With the nonprofit Anza-Borrego Foundation and the local district of the California Department of Parks and Recreation, the wildlife center has established the Anza-Borrego Institute.
"Within a three-hour drive of everyone in Southern California, there are state parks in the Colorado Desert District with tremendous geological, biological, archaeological and cultural resources. Anza-Borrego Desert State Park has bighorn sheep, rare elephant trees, spectacular spring wildflowers and a 6-million-year fossil record. Other district parks contain the coniferous forests of Mount Palomar, the oak woodlands of the Cuyamacas and the lower Colorado River," said the institute's new executive director, Marty Eberhardt, formerly executive director of the Tucson Botanical Gardens.

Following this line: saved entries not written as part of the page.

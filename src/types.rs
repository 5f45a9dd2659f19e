//! Basic type definitions for the chat server
//!
//! Provides the `ConnectionId` newtype used to identify a live client
//! socket across the multiplexer, the task queue, and the registry.

/// Unique connection identifier (newtype pattern)
///
/// Wraps the poll token assigned at accept time. Tokens increase
/// monotonically and are never reused for the lifetime of the process,
/// so a stale task can never alias a newer connection.
/// Implements Hash and Eq for use as HashMap keys.
#[derive(Debug, Clone, Copy, PartialEq, Eq, Hash)]
pub struct ConnectionId(pub usize);

impl std::fmt::Display for ConnectionId {
    fn fmt(&self, f: &mut std::fmt::Formatter<'_>) -> std::fmt::Result {
        write!(f, "#{}", self.0)
    }
}

#[cfg(test)]
mod tests {
    use super::*;

    #[test]
    fn test_connection_id_display() {
        assert_eq!(ConnectionId(7).to_string(), "#7");
    }

    #[test]
    fn test_connection_id_as_map_key() {
        use std::collections::HashMap;

        let mut map = HashMap::new();
        map.insert(ConnectionId(1), "a");
        map.insert(ConnectionId(2), "b");

        assert_eq!(map.get(&ConnectionId(1)), Some(&"a"));
        assert_ne!(ConnectionId(1), ConnectionId(2));
    }
}
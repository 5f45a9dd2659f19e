//! Thin terminal chat client
//!
//! Speaks the line protocol and nothing more: sends the handshake,
//! forwards stdin lines to the server, and prints every envelope line
//! the server delivers. Exit with EOF (Ctrl-D) or when the server
//! closes the connection.

use std::env;
use std::error::Error;
use std::io::{self, BufRead, BufReader, Write};
use std::net::{Shutdown, TcpStream};
use std::process;
use std::thread;

fn main() -> Result<(), Box<dyn Error>> {
    let args: Vec<String> = env::args().collect();
    if args.len() < 3 {
        eprintln!("usage: {} <addr> <username> [room ...]", args[0]);
        eprintln!("example: {} 127.0.0.1:8080 alice general random", args[0]);
        process::exit(2);
    }
    let addr = &args[1];
    let username = &args[2];
    let rooms = &args[3..];

    let mut stream = TcpStream::connect(addr)?;
    println!("Connected to {}.", addr);

    // Handshake: username|room1|room2|...
    let mut handshake = username.clone();
    for room in rooms {
        handshake.push('|');
        handshake.push_str(room);
    }
    handshake.push('\n');
    stream.write_all(handshake.as_bytes())?;

    // Print envelope lines as they arrive
    let incoming = stream.try_clone()?;
    let printer = thread::spawn(move || {
        let reader = BufReader::new(incoming);
        for line in reader.lines() {
            match line {
                Ok(line) => println!("{}", line),
                Err(_) => break,
            }
        }
        println!("Server closed the connection.");
    });

    // Forward stdin lines until EOF
    let stdin = io::stdin();
    for line in stdin.lock().lines() {
        let line = line?;
        stream.write_all(line.as_bytes())?;
        stream.write_all(b"\n")?;
    }

    stream.shutdown(Shutdown::Write)?;
    let _ = printer.join();
    Ok(())
}
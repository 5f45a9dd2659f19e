//! Client struct definition and the outbound send path
//!
//! A `Client` is the registry's record of an admitted, named connection:
//! its identifier, username, joined rooms, and the socket handle used to
//! deliver broadcast envelopes to it.

use std::io::{self, Write};
use std::net::TcpStream;

use crate::error::SocketError;
use crate::types::ConnectionId;

/// An admitted client and its room memberships
///
/// Created by the dispatch engine when a connection's first complete line
/// parses as a handshake; destroyed when the connection's `Close` task is
/// processed. The writer is this connection's own OS handle for outbound
/// traffic; the inbound handle stays with the multiplexer.
#[derive(Debug)]
pub struct Client {
    /// Connection this client was admitted on
    pub id: ConnectionId,
    /// Username from the handshake line
    pub username: String,
    /// Names of the rooms this client belongs to
    rooms: Vec<String>,
    /// Outbound socket handle
    writer: TcpStream,
}

impl Client {
    /// Create a client record for an admitted connection
    pub fn new(id: ConnectionId, username: String, rooms: Vec<String>, writer: TcpStream) -> Self {
        Self {
            id,
            username,
            rooms,
            writer,
        }
    }

    /// Rooms this client is a member of
    pub fn rooms(&self) -> &[String] {
        &self.rooms
    }

    /// Deliver a formatted envelope to this client
    ///
    /// Loops until every byte is written. Returns `PeerGone` if the client
    /// vanished mid-send; any other I/O failure is passed through.
    pub fn send(&self, envelope: &str) -> Result<(), SocketError> {
        let mut writer = &self.writer;
        send_all(&mut writer, envelope.as_bytes())
    }
}

/// Write all of `bytes`, tolerating partial writes
///
/// The socket may accept any prefix per call; this loops until the whole
/// message is transmitted. `WouldBlock` and `Interrupted` are retried, a
/// zero-length write counts as the peer being gone.
pub fn send_all<W: Write>(writer: &mut W, bytes: &[u8]) -> Result<(), SocketError> {
    let mut sent = 0;
    while sent < bytes.len() {
        match writer.write(&bytes[sent..]) {
            Ok(0) => return Err(SocketError::PeerGone),
            Ok(n) => sent += n,
            Err(e) if e.kind() == io::ErrorKind::WouldBlock => continue,
            Err(e) if e.kind() == io::ErrorKind::Interrupted => continue,
            Err(e) => return Err(SocketError::classify(e)),
        }
    }
    Ok(())
}
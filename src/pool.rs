//! Task queue and worker pool
//!
//! The multiplexer produces tasks; a fixed pool of worker threads
//! consumes them. The queue is the only coupling between the I/O loop
//! and room-state processing, so a slow broadcast never stalls reads.

use std::collections::VecDeque;
use std::sync::{Arc, Condvar, Mutex};
use std::thread::{self, JoinHandle};

use tracing::{debug, error};

use crate::types::ConnectionId;

/// A unit of work handed from the I/O loop to the pool
///
/// Tasks are enqueued in arrival order per connection: every complete
/// framed line becomes one `Message`, and a detected disconnect becomes
/// exactly one `Close`, always after that connection's last `Message`.
#[derive(Debug)]
pub enum Task {
    /// A complete line received on a connection
    Message {
        /// Connection the line arrived on
        conn: ConnectionId,
        /// The line, terminator stripped
        line: String,
    },
    /// A connection was detected as gone
    Close {
        /// Connection that disconnected
        conn: ConnectionId,
    },
}

#[derive(Debug, Default)]
struct QueueState {
    tasks: VecDeque<Task>,
    stopped: bool,
}

/// Blocking FIFO queue shared between producers and workers
#[derive(Debug, Default)]
pub struct TaskQueue {
    state: Mutex<QueueState>,
    ready: Condvar,
}

impl TaskQueue {
    /// Create an empty queue
    pub fn new() -> Self {
        Self::default()
    }

    /// Append a task and wake one waiting worker
    pub fn push(&self, task: Task) {
        {
            let mut state = self.state.lock().expect("task queue poisoned");
            state.tasks.push_back(task);
        }
        self.ready.notify_one();
    }

    /// Pop the next task, blocking until one is available
    ///
    /// Returns `None` once shutdown has been requested. The stop flag
    /// wins over the backlog: a stopped queue dequeues nothing further.
    pub fn pop(&self) -> Option<Task> {
        let mut state = self.state.lock().expect("task queue poisoned");
        loop {
            if state.stopped {
                return None;
            }
            if let Some(task) = state.tasks.pop_front() {
                return Some(task);
            }
            state = self.ready.wait(state).expect("task queue poisoned");
        }
    }

    /// Request shutdown and wake every waiting worker
    pub fn shutdown(&self) {
        {
            let mut state = self.state.lock().expect("task queue poisoned");
            state.stopped = true;
        }
        self.ready.notify_all();
    }

    /// Number of tasks not yet dequeued
    pub fn pending(&self) -> usize {
        self.state.lock().expect("task queue poisoned").tasks.len()
    }
}

/// Fixed pool of worker threads consuming a [`TaskQueue`]
///
/// Each worker pops one task at a time and runs the handler to
/// completion before popping the next. Shutdown (explicit or on drop)
/// stops the queue, wakes every worker, and joins them all before
/// returning; in-flight tasks finish, undrained tasks are abandoned.
#[derive(Debug)]
pub struct WorkerPool {
    queue: Arc<TaskQueue>,
    workers: Vec<JoinHandle<()>>,
}

impl WorkerPool {
    /// Spawn `size` workers running `handler` for every popped task
    pub fn new<F>(size: usize, handler: F) -> Self
    where
        F: Fn(Task) + Send + Sync + 'static,
    {
        let queue = Arc::new(TaskQueue::new());
        let handler = Arc::new(handler);

        let workers = (0..size)
            .map(|i| {
                let queue = Arc::clone(&queue);
                let handler = Arc::clone(&handler);
                thread::Builder::new()
                    .name(format!("worker-{}", i))
                    .spawn(move || {
                        debug!("worker started");
                        while let Some(task) = queue.pop() {
                            handler(task);
                        }
                        debug!("worker exiting");
                    })
                    .expect("failed to spawn worker thread")
            })
            .collect();

        Self { queue, workers }
    }

    /// Handle to the shared queue, for producers
    pub fn queue(&self) -> Arc<TaskQueue> {
        Arc::clone(&self.queue)
    }

    /// Enqueue a task on the pool's queue
    pub fn submit(&self, task: Task) {
        self.queue.push(task);
    }

    /// Stop the queue and join all workers
    pub fn shutdown(&mut self) {
        self.queue.shutdown();
        for worker in self.workers.drain(..) {
            if worker.join().is_err() {
                error!("worker thread panicked");
            }
        }
    }
}

impl Drop for WorkerPool {
    fn drop(&mut self) {
        self.shutdown();
    }
}

#[cfg(test)]
mod tests {
    use super::*;
    use std::sync::atomic::{AtomicBool, Ordering};
    use std::time::{Duration, Instant};

    fn message(conn: usize, line: &str) -> Task {
        Task::Message {
            conn: ConnectionId(conn),
            line: line.to_string(),
        }
    }

    #[test]
    fn test_tasks_processed_in_fifo_order() {
        let seen = Arc::new(Mutex::new(Vec::new()));
        let seen_in_handler = Arc::clone(&seen);

        // A single worker makes completion order equal to queue order
        let pool = WorkerPool::new(1, move |task| {
            if let Task::Message { line, .. } = task {
                seen_in_handler.lock().unwrap().push(line);
            }
        });

        for i in 0..10 {
            pool.submit(message(1, &i.to_string()));
        }

        let deadline = Instant::now() + Duration::from_secs(5);
        while seen.lock().unwrap().len() < 10 {
            assert!(Instant::now() < deadline, "tasks were not drained in time");
            thread::sleep(Duration::from_millis(10));
        }

        let expected: Vec<String> = (0..10).map(|i| i.to_string()).collect();
        assert_eq!(*seen.lock().unwrap(), expected);
    }

    #[test]
    fn test_shutdown_wakes_idle_workers() {
        let mut pool = WorkerPool::new(4, |_task| {});
        // All four workers are blocked on an empty queue; shutdown must
        // wake and join every one of them.
        pool.shutdown();
        assert!(pool.workers.is_empty());
    }

    #[test]
    fn test_stopped_queue_dequeues_nothing_further() {
        let queue = TaskQueue::new();
        queue.push(message(1, "a"));
        queue.push(message(1, "b"));
        queue.push(message(1, "c"));

        assert!(queue.pop().is_some());

        queue.shutdown();

        // Two tasks remain undrained, but the stop flag wins
        assert!(queue.pop().is_none());
        assert_eq!(queue.pending(), 2);
    }

    #[test]
    fn test_in_flight_task_completes_during_shutdown() {
        let finished = Arc::new(AtomicBool::new(false));
        let finished_in_handler = Arc::clone(&finished);

        let mut pool = WorkerPool::new(1, move |_task| {
            thread::sleep(Duration::from_millis(100));
            finished_in_handler.store(true, Ordering::SeqCst);
        });

        pool.submit(message(1, "slow"));
        // Let the worker dequeue before requesting shutdown
        thread::sleep(Duration::from_millis(30));

        pool.shutdown();
        assert!(finished.load(Ordering::SeqCst));
    }
}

"Our vision is to expand the ways that people can learn about and enjoy these extraordinary parks."
The institute's programs may include residential camps for schoolchildren, family education camps, programs for youth at risk, expanded field trips and lectures, and college-accredited seminars and workshops.
Wildlife Health Center director Walter Boyce said the institute hopes to engage visitors in "citizen science" and involve them in ecological research. "Our combined efforts will help people of all ages understand the linkage between research, the environment and their daily lives."